History shows us that sustained long term crises reshape human beliefs and behaviour. A BCG report cites examples of radical changes that past crises have brought to the world. The Black Death or plague in the 14th century shaped European history, World War II had a direct impact of accelerating women’s participation in the workforce and the 9/11 terrorist attacks reshaped transportation and security policies worldwide.
As the coronavirus pandemic changes things around us today, here is how business leaders and companies may change—in many cases forever.
It is said that human decision making during a crisis is affected by factual (statistical) information, real-time knowledge, and experiences. A large part of decision making is based on past examples and comparatives. But what happens when there are no precedents to follow?
The coronavirus crisis has no parallels in recent history, so leaders say they’re coming up with varied solutions that they feel work best for them. Some of these are:
Be resilient: “I am convinced that the economic crisis engulfing the world is not purely virus related. It reflects a lack of resilience in the global economy. The virus has merely exposed the underlying structural problems that have been around. To survive a change, I would emphasise on self-reliance, resilience, and real capability building,” says Sridhar Vembu, founder and CEO of Zoho.
Reset: “While it is hard to anticipate the long-term economic impacts of Covid-19, we know that the effects will not be felt equally across industries. Some industries have been hit hard and some have been posed with various opportunities. For example, while airlines and hospitality have been hit hardest, telemedicine is now made more accessible to people. I expect the biggest change to be the normalisation of remote work for knowledge workers,” believes Sid Sijbrandij, co-founder and CEO of GitLab.
Reskill: “Be very good at what you do, that creates an edge in the market and enhances the odds of survival. When the job market becomes very difficult, it is useful to think of it as: “The market values my time at zero, but I know I can do better than zero?” said Zoho’s Vembu.
Like human beings, companies also need to be in good health to last in the long-run. So, it’s essential to monitor their health quotient regularly, preempt potential threats, and prepare for any eventuality.
With a lack of early warning systems against a threat like coronavirus, decision-makers will need to constantly monitor every situation rather than reacting to emergencies after they occur.
Peter Abreo, co-founder and CEO of BeSpotted, a skills benchmarking platforms, lists a mental model for founders to navigate through this situation:
- Continued Consciousness: To ensure the business health continuum, leadership teams will need to build dynamic dashboards to identify and be aware of both visible and invisible threats.

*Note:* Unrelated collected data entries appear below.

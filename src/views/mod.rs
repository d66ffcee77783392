//! 页面渲染
//!
//! askama 模板位于 `templates/`，这里只负责把模板转换为 HTTP 响应。

mod templates;

pub use templates::*;

use actix_web::http::{StatusCode, header};
use actix_web::{HttpResponse, Result as ActixResult};
use askama::Template;

use crate::config::AppConfig;
use crate::errors::CodetaError;
use crate::utils::jwt::JwtUtils;

/// 所有页面共享的上下文：当前用户和待显示的提示消息
#[derive(Debug, Clone, Default)]
pub struct PageContext {
    pub system_name: String,
    pub username: Option<String>,
    pub flashes: Vec<String>,
}

impl PageContext {
    pub fn new(username: Option<String>, flashes: Vec<String>) -> Self {
        Self {
            system_name: AppConfig::get().app.system_name.clone(),
            username,
            flashes,
        }
    }

    /// 附加一条直接显示在本页的消息
    pub fn with_message(mut self, message: impl Into<String>) -> Self {
        self.flashes.push(message.into());
        self
    }

    /// 以未登录身份显示（注销页）
    pub fn anonymous(mut self) -> Self {
        self.username = None;
        self
    }
}

/// 渲染模板为 200 响应
pub fn render<T: Template>(template: &T) -> ActixResult<HttpResponse> {
    render_status(StatusCode::OK, template)
}

/// 渲染模板为指定状态码的响应
pub fn render_status<T: Template>(status: StatusCode, template: &T) -> ActixResult<HttpResponse> {
    let html = template.render().map_err(CodetaError::from)?;
    Ok(HttpResponse::build(status)
        .content_type(header::ContentType::html())
        .body(html))
}

/// 303 重定向
pub fn redirect(location: &str) -> HttpResponse {
    HttpResponse::SeeOther()
        .insert_header((header::LOCATION, location.to_string()))
        .finish()
}

/// 重定向并在下一页显示一条消息
pub fn redirect_with_flash(location: &str, message: impl Into<String>) -> HttpResponse {
    let mut builder = HttpResponse::SeeOther();
    builder.insert_header((header::LOCATION, location.to_string()));
    if let Some(cookie) = JwtUtils::create_flash_cookie(&[message.into()]) {
        builder.cookie(cookie);
    }
    builder.finish()
}

/// 404 页面
pub fn not_found(page: PageContext) -> ActixResult<HttpResponse> {
    render_status(
        StatusCode::NOT_FOUND,
        &ErrorPage {
            page,
            heading: "404 error :(".to_string(),
            message: "The page you were looking for does not exist.".to_string(),
        },
    )
}

#[cfg(test)]
mod tests {
    use super::*;

    #[test]
    fn test_redirect_sets_location() {
        let resp = redirect("/login");
        assert_eq!(resp.status(), StatusCode::SEE_OTHER);
        assert_eq!(
            resp.headers().get(header::LOCATION).unwrap(),
            "/login"
        );
    }

    #[test]
    fn test_redirect_with_flash_sets_cookie() {
        let resp = redirect_with_flash("/derp/", "Course test_course created.");
        assert!(resp
            .cookies()
            .any(|c| c.name() == crate::utils::jwt::FLASH_COOKIE));
    }

    #[test]
    fn test_not_found_page() {
        let resp = not_found(PageContext::default()).unwrap();
        assert_eq!(resp.status(), StatusCode::NOT_FOUND);
    }

    #[test]
    fn test_home_page_renders() {
        let html = HomePage {
            page: PageContext::default(),
        }
        .render()
        .unwrap();
        assert!(html.contains("Welcome to Code TA"));
        assert!(html.contains("Login"));
    }

    #[test]
    fn test_logged_in_nav() {
        let html = HomePage {
            page: PageContext::new(Some("derp".into()), vec!["Hello there".into()]),
        }
        .render()
        .unwrap();
        assert!(html.contains("Logout"));
        assert!(html.contains("Hello there"));
    }
}
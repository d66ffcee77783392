use actix_web::{HttpResponse, Result as ActixResult, http::StatusCode};
use tracing::{error, info};

use crate::middlewares::RequestContext;
use crate::models::{
    FormErrors,
    courses::{entities::Course, requests::EnrollForm},
};
use crate::services::{CourseGate, course_for_instructor, deny};
use crate::utils::url::course_url;
use crate::views::{self, EnrollPage};

const NOT_YOURS: &str = "You can not enroll students here.";

async fn render_form(
    ctx: &RequestContext,
    status: StatusCode,
    owner: &str,
    course: Course,
    form: EnrollForm,
    errors: FormErrors,
) -> ActixResult<HttpResponse> {
    let students = ctx.storage().list_course_students(course.course_id).await?;
    views::render_status(
        status,
        &EnrollPage {
            page: ctx.page(),
            base_url: course_url(owner, &course.title),
            course,
            students,
            form,
            errors,
        },
    )
}

pub async fn enroll_page(
    ctx: &RequestContext,
    owner: &str,
    title: &str,
) -> ActixResult<HttpResponse> {
    let storage = ctx.storage();
    match course_for_instructor(ctx, &storage, owner, title).await? {
        CourseGate::Allowed(course) => {
            render_form(
                ctx,
                StatusCode::OK,
                owner,
                course,
                EnrollForm::default(),
                FormErrors::default(),
            )
            .await
        }
        CourseGate::NotFound => views::not_found(ctx.page()),
        CourseGate::Denied => Ok(deny(ctx, NOT_YOURS)),
    }
}

pub async fn enroll_student(
    ctx: &RequestContext,
    owner: &str,
    title: &str,
    form: EnrollForm,
) -> ActixResult<HttpResponse> {
    let storage = ctx.storage();
    let course = match course_for_instructor(ctx, &storage, owner, title).await? {
        CourseGate::Allowed(course) => course,
        CourseGate::NotFound => return views::not_found(ctx.page()),
        CourseGate::Denied => return Ok(deny(ctx, NOT_YOURS)),
    };

    let mut errors = form.validate();
    if !errors.is_empty() {
        return render_form(ctx, StatusCode::BAD_REQUEST, owner, course, form, errors).await;
    }

    let username = form.student.trim();
    let Some(student) = storage.get_user_by_username(username).await? else {
        errors.add("student", "No user with that username.");
        return render_form(ctx, StatusCode::BAD_REQUEST, owner, course, form, errors).await;
    };

    if storage.is_instructor(student.user_id, course.course_id).await? {
        errors.add("student", "Instructors can not enroll in their own course.");
        return render_form(ctx, StatusCode::BAD_REQUEST, owner, course, form, errors).await;
    }
    if storage.is_enrolled(course.course_id, student.user_id).await? {
        errors.add("student", "That student is already enrolled.");
        return render_form(ctx, StatusCode::CONFLICT, owner, course, form, errors).await;
    }

    let enroll_url = format!("{}enroll", course_url(owner, &course.title));
    match storage.enroll_student(course.course_id, student.user_id).await {
        Ok(()) => {
            info!("User: {} - enrolled {} in {}", owner, student.username, course.title);
            Ok(views::redirect_with_flash(
                &enroll_url,
                format!("{} enrolled in {}.", student.username, course.title),
            ))
        }
        Err(e) => {
            error!("Failed to enroll {} in {}: {}", student.username, course.course_id, e);
            Ok(views::redirect_with_flash(
                &enroll_url,
                "There was an error enrolling that student, please try again later.",
            ))
        }
    }
}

- Continued Conservation: The adage “save for a rainy day and a potential flood,” will serve as a reminder to review and refresh cash reserves, talent relevancy, sales pipeline, and other metrics critical for business continuity.
- Continued Conversation: Leadership teams should create a regular cadence of credible and authentic communication channels to ensure stakeholders get a transparent view into the health of their business.

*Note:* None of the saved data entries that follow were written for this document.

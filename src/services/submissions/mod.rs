pub mod upload;

use actix_multipart::Multipart;
use actix_web::{HttpResponse, Result as ActixResult};

use crate::middlewares::RequestContext;
use crate::models::{assignments::entities::Assignment, courses::entities::Course};
use crate::services::{assignments::AssignmentPath, deny, require_user};
use crate::utils::url::{assignment_url, course_url};
use crate::views::{self, SubmitPage};

const NOT_ENROLLED: &str = "You are not enrolled in that course.";

pub struct SubmissionService;

/// 可提交的课程与作业
pub(crate) struct SubmissionTarget {
    pub course: Course,
    pub assignment: Assignment,
}

// 学生需已选课，教师可提交用于测试
pub(crate) async fn load_target(
    ctx: &RequestContext,
    path: &AssignmentPath<'_>,
) -> ActixResult<Result<SubmissionTarget, HttpResponse>> {
    let user = match require_user(ctx) {
        Ok(user) => user,
        Err(resp) => return Ok(Err(resp)),
    };
    let storage = ctx.storage();

    let Some(course) = storage.get_instructor_course(path.owner, path.course).await? else {
        return Ok(Err(views::not_found(ctx.page())?));
    };
    if !storage.is_instructor(user.user_id, course.course_id).await?
        && !storage.is_enrolled(course.course_id, user.user_id).await?
    {
        return Ok(Err(deny(ctx, NOT_ENROLLED)));
    }

    match storage
        .get_course_assignment(course.course_id, path.assignment)
        .await?
    {
        Some(assignment) => Ok(Ok(SubmissionTarget { course, assignment })),
        None => Ok(Err(views::not_found(ctx.page())?)),
    }
}

impl SubmissionService {
    pub fn new_lazy() -> Self {
        Self
    }

    // 提交页面
    pub async fn submit_page(
        &self,
        ctx: &RequestContext,
        path: AssignmentPath<'_>,
    ) -> ActixResult<HttpResponse> {
        let target = match load_target(ctx, &path).await? {
            Ok(target) => target,
            Err(resp) => return Ok(resp),
        };
        views::render(&SubmitPage {
            page: ctx.page(),
            action: assignment_url(
                path.owner,
                &target.course.title,
                &target.assignment.title,
                "submit",
            ),
            back_url: course_url(path.owner, &target.course.title),
            course: target.course,
            assignment: target.assignment,
        })
    }

    // 上传并解压提交的压缩包
    pub async fn handle_upload(
        &self,
        ctx: &RequestContext,
        path: AssignmentPath<'_>,
        payload: Multipart,
    ) -> ActixResult<HttpResponse> {
        upload::handle_upload(self, ctx, path, payload).await
    }
}
use actix_web::{HttpResponse, Result as ActixResult};

use crate::middlewares::RequestContext;
use crate::services::{deny, require_user};
use crate::utils::url::{assignment_url, course_url};
use crate::views::{self, AssignmentRow, CourseHomePage};

pub async fn course_home(
    ctx: &RequestContext,
    owner: &str,
    title: &str,
) -> ActixResult<HttpResponse> {
    let user = match require_user(ctx) {
        Ok(user) => user,
        Err(resp) => return Ok(resp),
    };
    let storage = ctx.storage();

    let Some(course) = storage.get_instructor_course(owner, title).await? else {
        return views::not_found(ctx.page());
    };

    // 教师或已选课的学生可以查看
    let is_instructor = storage.is_instructor(user.user_id, course.course_id).await?;
    if !is_instructor && !storage.is_enrolled(course.course_id, user.user_id).await? {
        return Ok(deny(ctx, "You are not enrolled in that course."));
    }

    let assignments = storage
        .list_course_assignments(course.course_id)
        .await?
        .into_iter()
        .map(|assignment| AssignmentRow {
            edit_url: assignment_url(owner, &course.title, &assignment.title, "edit"),
            delete_url: assignment_url(owner, &course.title, &assignment.title, "delete"),
            submit_url: assignment_url(owner, &course.title, &assignment.title, "submit"),
            assignment,
        })
        .collect();

    views::render(&CourseHomePage {
        page: ctx.page(),
        owner: owner.to_string(),
        base_url: course_url(owner, &course.title),
        course,
        assignments,
        is_instructor,
    })
}
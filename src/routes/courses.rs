use actix_web::{HttpResponse, Result as ActixResult, web};
use once_cell::sync::Lazy;

use crate::middlewares::{RequestContext, RequireLogin};
use crate::models::courses::requests::{CreateCourseForm, DeleteCourseForm, EnrollForm};
use crate::services::CourseService;

// 懒加载的全局 CourseService 实例
static COURSE_SERVICE: Lazy<CourseService> = Lazy::new(CourseService::new_lazy);

pub async fn new_course_page(
    ctx: RequestContext,
    path: web::Path<String>,
) -> ActixResult<HttpResponse> {
    COURSE_SERVICE.new_course_page(&ctx, &path).await
}

pub async fn create_course(
    ctx: RequestContext,
    path: web::Path<String>,
    form: web::Form<CreateCourseForm>,
) -> ActixResult<HttpResponse> {
    COURSE_SERVICE
        .create_course(&ctx, &path, form.into_inner())
        .await
}

pub async fn course_home(
    ctx: RequestContext,
    path: web::Path<(String, String)>,
) -> ActixResult<HttpResponse> {
    let (owner, course) = path.into_inner();
    COURSE_SERVICE.course_home(&ctx, &owner, &course).await
}

pub async fn delete_page(
    ctx: RequestContext,
    path: web::Path<(String, String)>,
) -> ActixResult<HttpResponse> {
    let (owner, course) = path.into_inner();
    COURSE_SERVICE.delete_page(&ctx, &owner, &course).await
}

pub async fn delete_course(
    ctx: RequestContext,
    path: web::Path<(String, String)>,
    form: web::Form<DeleteCourseForm>,
) -> ActixResult<HttpResponse> {
    let (owner, course) = path.into_inner();
    COURSE_SERVICE
        .delete_course(&ctx, &owner, &course, form.into_inner())
        .await
}

pub async fn enroll_page(
    ctx: RequestContext,
    path: web::Path<(String, String)>,
) -> ActixResult<HttpResponse> {
    let (owner, course) = path.into_inner();
    COURSE_SERVICE.enroll_page(&ctx, &owner, &course).await
}

pub async fn enroll_student(
    ctx: RequestContext,
    path: web::Path<(String, String)>,
    form: web::Form<EnrollForm>,
) -> ActixResult<HttpResponse> {
    let (owner, course) = path.into_inner();
    COURSE_SERVICE
        .enroll_student(&ctx, &owner, &course, form.into_inner())
        .await
}

// 配置路由
pub fn configure_course_routes(cfg: &mut web::ServiceConfig) {
    cfg.service(
        web::resource("/{username}/new")
            .wrap(RequireLogin)
            .route(web::get().to(new_course_page))
            .route(web::post().to(create_course)),
    )
    .service(
        web::resource("/{username}/{course}/")
            .wrap(RequireLogin)
            .route(web::get().to(course_home)),
    )
    .service(
        web::resource("/{username}/{course}/delete")
            .wrap(RequireLogin)
            .route(web::get().to(delete_page))
            .route(web::post().to(delete_course)),
    )
    .service(
        web::resource("/{username}/{course}/enroll")
            .wrap(RequireLogin)
            .route(web::get().to(enroll_page))
            .route(web::post().to(enroll_student)),
    );
}
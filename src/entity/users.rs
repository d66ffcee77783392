//! 用户表行

use sea_orm::FromQueryResult;

#[derive(Clone, Debug, PartialEq, FromQueryResult)]
pub struct Model {
    pub user_id: i64,
    pub username: String,
    pub password: String,
    pub email: String,
    pub first_name: String,
    pub last_name: String,
}

// 从数据库行转换为业务模型
impl Model {
    pub fn into_user(self) -> crate::models::users::entities::User {
        use crate::models::users::entities::User;

        User {
            user_id: self.user_id,
            username: self.username,
            password_hash: self.password,
            email: self.email,
            first_name: self.first_name,
            last_name: self.last_name,
        }
    }
}
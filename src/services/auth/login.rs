use actix_web::{HttpResponse, Result as ActixResult, http::StatusCode, http::header};
use tracing::{error, info};

use super::AuthService;
use crate::middlewares::RequestContext;
use crate::models::{FormErrors, auth::requests::LoginForm};
use crate::utils::jwt::JwtUtils;
use crate::utils::password::verify_user_password;
use crate::utils::url::user_url;
use crate::views::{self, LoginPage};

pub const LOGIN_FAILED: &str = "Invalid username or password.";

pub fn login_page(ctx: &RequestContext) -> ActixResult<HttpResponse> {
    views::render(&LoginPage {
        page: ctx.page(),
        form: LoginForm::default(),
        errors: FormErrors::default(),
        error: None,
    })
}

fn render_failure(
    ctx: &RequestContext,
    status: StatusCode,
    username: String,
    errors: FormErrors,
    error: Option<String>,
) -> ActixResult<HttpResponse> {
    views::render_status(
        status,
        &LoginPage {
            page: ctx.page(),
            form: LoginForm {
                username,
                password: String::new(),
            },
            errors,
            error,
        },
    )
}

pub async fn handle_login(
    _service: &AuthService,
    ctx: &RequestContext,
    form: LoginForm,
) -> ActixResult<HttpResponse> {
    let errors = form.validate();
    if !errors.is_empty() {
        return render_failure(ctx, StatusCode::BAD_REQUEST, form.username, errors, None);
    }

    // 1. 根据用户名获取用户信息
    let user = ctx.storage().get_user_by_username(&form.username).await?;

    // 2. 验证密码；用户不存在与密码错误返回相同信息
    let verified = verify_user_password(
        &form.password,
        user.as_ref().map(|u| u.password_hash.as_str()),
    );
    let user = match user {
        Some(user) if verified => user,
        _ => {
            info!("User: {} - login auth failure.", form.username);
            return render_failure(
                ctx,
                StatusCode::UNAUTHORIZED,
                form.username,
                FormErrors::default(),
                Some(LOGIN_FAILED.to_string()),
            );
        }
    };

    // 3. 签发会话
    match JwtUtils::generate_session_token(user.user_id, &user.username) {
        Ok(token) => {
            info!("User: {} - login auth success.", user.username);
            Ok(HttpResponse::SeeOther()
                .insert_header((header::LOCATION, user_url(&user.username)))
                .cookie(JwtUtils::create_session_cookie(&token))
                .finish())
        }
        Err(e) => {
            error!("Failed to sign session for {}: {}", user.username, e);
            render_failure(
                ctx,
                StatusCode::INTERNAL_SERVER_ERROR,
                form.username,
                FormErrors::default(),
                Some("Login failed, please try again later.".to_string()),
            )
        }
    }
}
pub mod shutdown;
pub mod startup;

Many experts have warned that unpredictability of this sort is generally accompanied by the psychological phenomenon of “inattentional blindness.” What that means is, rather than focusing on tiny details, we tend to concentrate on the things that are most important.
One of the best-known experiments demonstrating inattentional blindness is the “invisible gorilla test,” an experiment that reveals two things: we are missing a lot of what goes on around us, and we have no idea that we are missing so much.

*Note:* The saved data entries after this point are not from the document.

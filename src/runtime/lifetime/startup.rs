use std::fs;
use std::sync::Arc;

use tracing::{debug, info, warn};

use crate::config::AppConfig;
use crate::errors::{CodetaError, Result};
use crate::storage::{ConnectionProvider, create_storage};

pub struct StartupContext {
    pub provider: ConnectionProvider,
}

/// 确保上传目录存在
fn prepare_upload_dir() -> Result<()> {
    let config = AppConfig::get();
    for sub in ["archives", "submissions"] {
        let dir = std::path::Path::new(&config.upload.dir).join(sub);
        fs::create_dir_all(&dir).map_err(|e| {
            CodetaError::file_operation(format!("Failed to create {}: {e}", dir.display()))
        })?;
    }
    debug!("Upload directory ready: {}", config.upload.dir);
    Ok(())
}

/// 统计已有用户，空库时提示先注册
async fn report_users(provider: &ConnectionProvider) {
    let session = Arc::new(provider.open_session());
    match create_storage(session.clone()).count_users().await {
        Ok(0) => info!("No users found in database, visit /join to create an account"),
        Ok(count) => debug!("Database already has {} user(s)", count),
        Err(e) => warn!("Failed to count users: {}", e),
    }
    session.close().await;
}

/// 准备服务器启动的上下文
/// 包括数据库连接、迁移和上传目录
pub async fn prepare_server_startup() -> Result<StartupContext> {
    let config = AppConfig::get();

    let provider = ConnectionProvider::connect_and_migrate(&config.database).await?;
    warn!("Database initialized and migrations completed");

    report_users(&provider).await;
    prepare_upload_dir()?;

    Ok(StartupContext { provider })
}
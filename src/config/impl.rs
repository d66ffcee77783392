use config::{Config, ConfigError, Environment, File};
use std::sync::OnceLock;

use super::AppConfig;

static APP_CONFIG: OnceLock<AppConfig> = OnceLock::new();

impl AppConfig {
    /// 加载配置
    pub fn load() -> Result<Self, ConfigError> {
        let environment = std::env::var("APP_ENV").unwrap_or_else(|_| "development".into());

        let mut builder = Config::builder()
            // 内置默认值，保证没有配置文件时也能启动
            .set_default("app.system_name", "CodeTA")?
            .set_default("app.environment", environment.as_str())?
            .set_default("app.log_level", "info")?
            .set_default("server.host", "127.0.0.1")?
            .set_default("server.port", 5000)?
            .set_default("server.workers", 0)?
            .set_default("server.max_workers", 8)?
            .set_default("server.timeouts.client_request", 5000)?
            .set_default("server.timeouts.client_disconnect", 1000)?
            .set_default("server.timeouts.keep_alive", 30)?
            .set_default("server.limits.max_payload_size", 16 * 1024 * 1024)?
            .set_default("database.url", "codeta.db")?
            .set_default("database.pool_size", 8)?
            .set_default("database.timeout", 10)?
            .set_default("session.secret", "")?
            .set_default("session.expiry_hours", 24)?
            .set_default("argon2.memory_cost", 19456)?
            .set_default("argon2.time_cost", 2)?
            .set_default("argon2.parallelism", 1)?
            .set_default("courses.title_scope", "instructor")?
            .set_default("upload.dir", "uploads")?
            .set_default("upload.max_size", 10 * 1024 * 1024)?
            .set_default("testing.user", "test_instructor")?
            .set_default("testing.password", "test_password")?
            .set_default("testing.course_name", "test_course")?
            .set_default("testing.course_ident", "CSET")?
            .set_default("testing.course_section", "001")?
            .set_default(
                "testing.course_description",
                "Test course description text",
            )?
            .set_default("testing.assignment_name", "test_asn")?
            .set_default("testing.assignment_description", "This is a test course")?
            .set_default("testing.assignment_due", "2014-5-4 23:59:59")?
            .set_default("testing.assignment_points", "100")?
            // 首先加载默认配置文件
            .add_source(File::with_name("config").required(false))
            // 然后根据环境加载特定配置文件
            .add_source(File::with_name(&format!("config.{environment}")).required(false))
            // 最后加载环境变量覆盖
            .add_source(
                Environment::with_prefix("CODETA")
                    .prefix_separator("_")
                    .separator("__")
                    .try_parsing(true),
            );

        // 支持从环境变量加载
        builder = builder
            .set_override_option("app.environment", std::env::var("APP_ENV").ok())?
            .set_override_option("app.log_level", std::env::var("RUST_LOG").ok())?
            .set_override_option("server.host", std::env::var("SERVER_HOST").ok())?
            .set_override_option("server.port", std::env::var("SERVER_PORT").ok())?
            .set_override_option("server.workers", std::env::var("CPU_COUNT").ok())?
            .set_override_option("database.url", std::env::var("DATABASE_URL").ok())?
            .set_override_option("session.secret", std::env::var("SESSION_SECRET").ok())?;

        let config = builder.build()?;
        let mut app_config: AppConfig = config.try_deserialize()?;

        // 处理工作线程数
        if app_config.server.workers == 0 {
            app_config.server.workers = num_cpus::get().min(app_config.server.max_workers);
        }

        if app_config.session.secret.is_empty() {
            if app_config.is_production() {
                return Err(ConfigError::Message(
                    "session.secret must be set in production".to_string(),
                ));
            }
            app_config.session.secret = format!("codeta-{}-insecure", app_config.app.environment);
        }

        Ok(app_config)
    }

    /// 获取全局配置实例
    pub fn get() -> &'static AppConfig {
        APP_CONFIG.get_or_init(|| {
            Self::load().unwrap_or_else(|e| {
                eprintln!("Failed to load configuration: {e}");
                std::process::exit(1);
            })
        })
    }

    /// 初始化配置 (在应用启动时调用)
    pub fn init() -> Result<(), ConfigError> {
        let config = Self::load()?;
        APP_CONFIG
            .set(config)
            .map_err(|_| ConfigError::Message("Configuration already initialized".to_string()))?;
        Ok(())
    }

    /// 检查是否为生产环境
    pub fn is_production(&self) -> bool {
        self.app.environment == "production"
    }

    /// 检查是否为开发环境
    pub fn is_development(&self) -> bool {
        self.app.environment == "development"
    }

    /// 检查是否为测试环境
    pub fn is_testing(&self) -> bool {
        self.app.environment == "testing"
    }

    /// 获取服务器绑定地址
    pub fn server_bind_address(&self) -> String {
        format!("{}:{}", self.server.host, self.server.port)
    }
}

#[cfg(test)]
mod tests {
    use super::*;
    use crate::config::TitleScope;

    #[test]
    fn test_defaults_load_without_files() {
        let config = AppConfig::load().expect("defaults should deserialize");
        assert_eq!(config.app.system_name, "CodeTA");
        assert_eq!(config.courses.title_scope, TitleScope::Instructor);
        assert!(config.server.workers >= 1);
        assert!(!config.session.secret.is_empty());
    }

    #[test]
    fn test_testing_fixtures() {
        let config = AppConfig::load().expect("defaults should deserialize");
        assert_eq!(config.testing.course_ident, "CSET");
        assert_eq!(config.testing.course_section, "001");
    }
}
use serde::{Deserialize, Serialize};

use crate::utils::url::course_url;

// 课程实体
#[derive(Debug, Clone, Serialize, Deserialize, PartialEq)]
pub struct Course {
    pub course_id: i64,
    pub title: String,
    pub identifier: String,
    pub section: String,
    pub description: String,
}

// 课程列表项，附带授课教师
#[derive(Debug, Clone, Serialize, Deserialize, PartialEq)]
pub struct CourseSummary {
    pub course_id: i64,
    pub title: String,
    pub identifier: String,
    pub section: String,
    pub instructor: String,
}

impl CourseSummary {
    /// 课程主页地址
    pub fn url(&self) -> String {
        course_url(&self.instructor, &self.title)
    }
}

“Many leaders I have been speaking to are living in denial. Leaders must expect that things will change for good. Unfortunately, we wish we had a playbook, but we don’t,” said Kavi Arasu, learning and change specialist for workplaces and communities. “Going forward, what I see emerging is network-based models replacing individual hierarchical models.” As per emerging leadership traits, Arasu lists the following as critical, “leaders should be willing to nurture and cultivate differences.”
Martin Reeves, chairman of BCG Henderson Institute, believes that this is the time for excellence in leadership. “This particular crisis requires very different problem-solving approaches,” he said. “For example, in the first stage decision making was reactive and rapid. We then moved onto traditional planning based thinking. Currently, we are in an ambiguous period, where we may see a resurgence of the disease, we need adaptive thinking. In the post-coronavirus world, we will need creative thinking. What we need now are ambidextrous leaders.”
In conclusion, we need agile leaders, inspirational leaders, and systems thinkers who are highly interconnected. Reeves believes this is the era of wartime leaders who can take hourly decisions, as we do not have the luxury of time.